→ **PROBLEM DESCRIPTION**: Copy the listing out in full. Keep every word as it is.

→ **PROVIDED ENTRIES**:
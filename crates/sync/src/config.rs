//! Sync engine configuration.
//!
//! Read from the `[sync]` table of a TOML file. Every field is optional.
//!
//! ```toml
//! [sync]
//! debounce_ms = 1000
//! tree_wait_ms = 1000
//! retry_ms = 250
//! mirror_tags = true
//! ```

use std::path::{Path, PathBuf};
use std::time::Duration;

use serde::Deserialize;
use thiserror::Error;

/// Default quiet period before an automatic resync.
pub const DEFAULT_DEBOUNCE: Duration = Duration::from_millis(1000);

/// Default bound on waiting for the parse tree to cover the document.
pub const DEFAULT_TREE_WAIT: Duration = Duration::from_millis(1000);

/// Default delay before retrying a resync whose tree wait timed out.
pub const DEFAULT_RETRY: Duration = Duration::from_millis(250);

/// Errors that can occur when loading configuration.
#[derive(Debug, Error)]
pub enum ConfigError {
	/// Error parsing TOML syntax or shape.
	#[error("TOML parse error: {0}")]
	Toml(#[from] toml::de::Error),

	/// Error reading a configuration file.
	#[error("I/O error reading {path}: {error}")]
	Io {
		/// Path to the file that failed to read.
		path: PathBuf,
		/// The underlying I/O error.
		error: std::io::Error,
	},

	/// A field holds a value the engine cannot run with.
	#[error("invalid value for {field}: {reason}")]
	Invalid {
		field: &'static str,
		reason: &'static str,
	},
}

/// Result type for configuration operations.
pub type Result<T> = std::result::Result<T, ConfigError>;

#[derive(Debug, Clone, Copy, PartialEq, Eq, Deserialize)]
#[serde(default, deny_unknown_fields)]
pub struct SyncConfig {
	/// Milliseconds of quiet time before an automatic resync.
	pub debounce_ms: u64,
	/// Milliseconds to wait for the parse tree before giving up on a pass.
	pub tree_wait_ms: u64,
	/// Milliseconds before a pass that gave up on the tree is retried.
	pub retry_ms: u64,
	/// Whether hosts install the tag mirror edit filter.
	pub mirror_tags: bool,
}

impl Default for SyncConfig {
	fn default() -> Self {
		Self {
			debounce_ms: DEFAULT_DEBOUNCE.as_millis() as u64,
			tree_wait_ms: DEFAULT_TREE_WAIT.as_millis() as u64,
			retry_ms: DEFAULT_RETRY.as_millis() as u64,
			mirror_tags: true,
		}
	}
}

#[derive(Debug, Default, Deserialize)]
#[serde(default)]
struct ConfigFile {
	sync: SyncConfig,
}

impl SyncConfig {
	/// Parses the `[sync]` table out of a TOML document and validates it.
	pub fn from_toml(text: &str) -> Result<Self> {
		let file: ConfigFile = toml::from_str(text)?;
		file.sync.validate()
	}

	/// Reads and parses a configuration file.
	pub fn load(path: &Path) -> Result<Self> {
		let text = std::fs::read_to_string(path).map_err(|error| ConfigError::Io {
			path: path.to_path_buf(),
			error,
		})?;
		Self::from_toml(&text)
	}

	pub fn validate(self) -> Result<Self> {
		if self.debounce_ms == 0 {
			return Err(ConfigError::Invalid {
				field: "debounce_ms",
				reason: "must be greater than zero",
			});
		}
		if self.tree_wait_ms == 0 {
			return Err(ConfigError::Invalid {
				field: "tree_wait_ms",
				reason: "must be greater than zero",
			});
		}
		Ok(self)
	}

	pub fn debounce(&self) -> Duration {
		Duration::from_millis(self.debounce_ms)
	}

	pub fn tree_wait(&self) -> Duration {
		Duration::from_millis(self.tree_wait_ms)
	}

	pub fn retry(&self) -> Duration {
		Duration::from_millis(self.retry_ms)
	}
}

→ **EXERCISE SOLUTION**:
filename crates/sync/src/config.rs
//! Sync engine configuration.
//!
//! Read from the `[sync]` table of a TOML file. Every field is optional.
//!
//! ```toml
//! [sync]
//! debounce_ms = 1000
//! tree_wait_ms = 1000
//! retry_ms = 250
//! mirror_tags = true
//! ```

use std::path::{Path, PathBuf};
use std::time::Duration;

use serde::Deserialize;
use thiserror::Error;

/// Default quiet period before an automatic resync.
pub const DEFAULT_DEBOUNCE: Duration = Duration::from_millis(1000);

/// Default bound on waiting for the parse tree to cover the document.
pub const DEFAULT_TREE_WAIT: Duration = Duration::from_millis(1000);

/// Default delay before retrying a resync whose tree wait timed out.
pub const DEFAULT_RETRY: Duration = Duration::from_millis(250);

/// Errors that can occur when loading configuration.
#[derive(Debug, Error)]
pub enum ConfigError {
	/// Error parsing TOML syntax or shape.
	#[error("TOML parse error: {0}")]
	Toml(#[from] toml::de::Error),

	/// Error reading a configuration file.
	#[error("I/O error reading {path}: {error}")]
	Io {
		/// Path to the file that failed to read.
		path: PathBuf,
		/// The underlying I/O error.
		error: std::io::Error,
	},

	/// A field holds a value the engine cannot run with.
	#[error("invalid value for {field}: {reason}")]
	Invalid {
		field: &'static str,
		reason: &'static str,
	},
}

/// Result type for configuration operations.
pub type Result<T> = std::result::Result<T, ConfigError>;

#[derive(Debug, Clone, Copy, PartialEq, Eq, Deserialize)]
#[serde(default, deny_unknown_fields)]
pub struct SyncConfig {
	/// Milliseconds of quiet time before an automatic resync.
	pub debounce_ms: u64,
	/// Milliseconds to wait for the parse tree before giving up on a pass.
	pub tree_wait_ms: u64,
	/// Milliseconds before a pass that gave up on the tree is retried.
	pub retry_ms: u64,
	/// Whether hosts install the tag mirror edit filter.
	pub mirror_tags: bool,
}

impl Default for SyncConfig {
	fn default() -> Self {
		Self {
			debounce_ms: DEFAULT_DEBOUNCE.as_millis() as u64,
			tree_wait_ms: DEFAULT_TREE_WAIT.as_millis() as u64,
			retry_ms: DEFAULT_RETRY.as_millis() as u64,
			mirror_tags: true,
		}
	}
}

#[derive(Debug, Default, Deserialize)]
#[serde(default)]
struct ConfigFile {
	sync: SyncConfig,
}

impl SyncConfig {
	/// Parses the `[sync]` table out of a TOML document and validates it.
	pub fn from_toml(text: &str) -> Result<Self> {
		let file: ConfigFile = toml::from_str(text)?;
		file.sync.validate()
	}

	/// Reads and parses a configuration file.
	pub fn load(path: &Path) -> Result<Self> {
		let text = std::fs::read_to_string(path).map_err(|error| ConfigError::Io {
			path: path.to_path_buf(),
			error,
		})?;
		Self::from_toml(&text)
	}

	pub fn validate(self) -> Result<Self> {
		if self.debounce_ms == 0 {
			return Err(ConfigError::Invalid {
				field: "debounce_ms",
				reason: "must be greater than zero",
			});
		}
		if self.tree_wait_ms == 0 {
			return Err(ConfigError::Invalid {
				field: "tree_wait_ms",
				reason: "must be greater than zero",
			});
		}
		Ok(self)
	}

	pub fn debounce(&self) -> Duration {
		Duration::from_millis(self.debounce_ms)
	}

	pub fn tree_wait(&self) -> Duration {
		Duration::from_millis(self.tree_wait_ms)
	}

	pub fn retry(&self) -> Duration {
		Duration::from_millis(self.retry_ms)
	}
}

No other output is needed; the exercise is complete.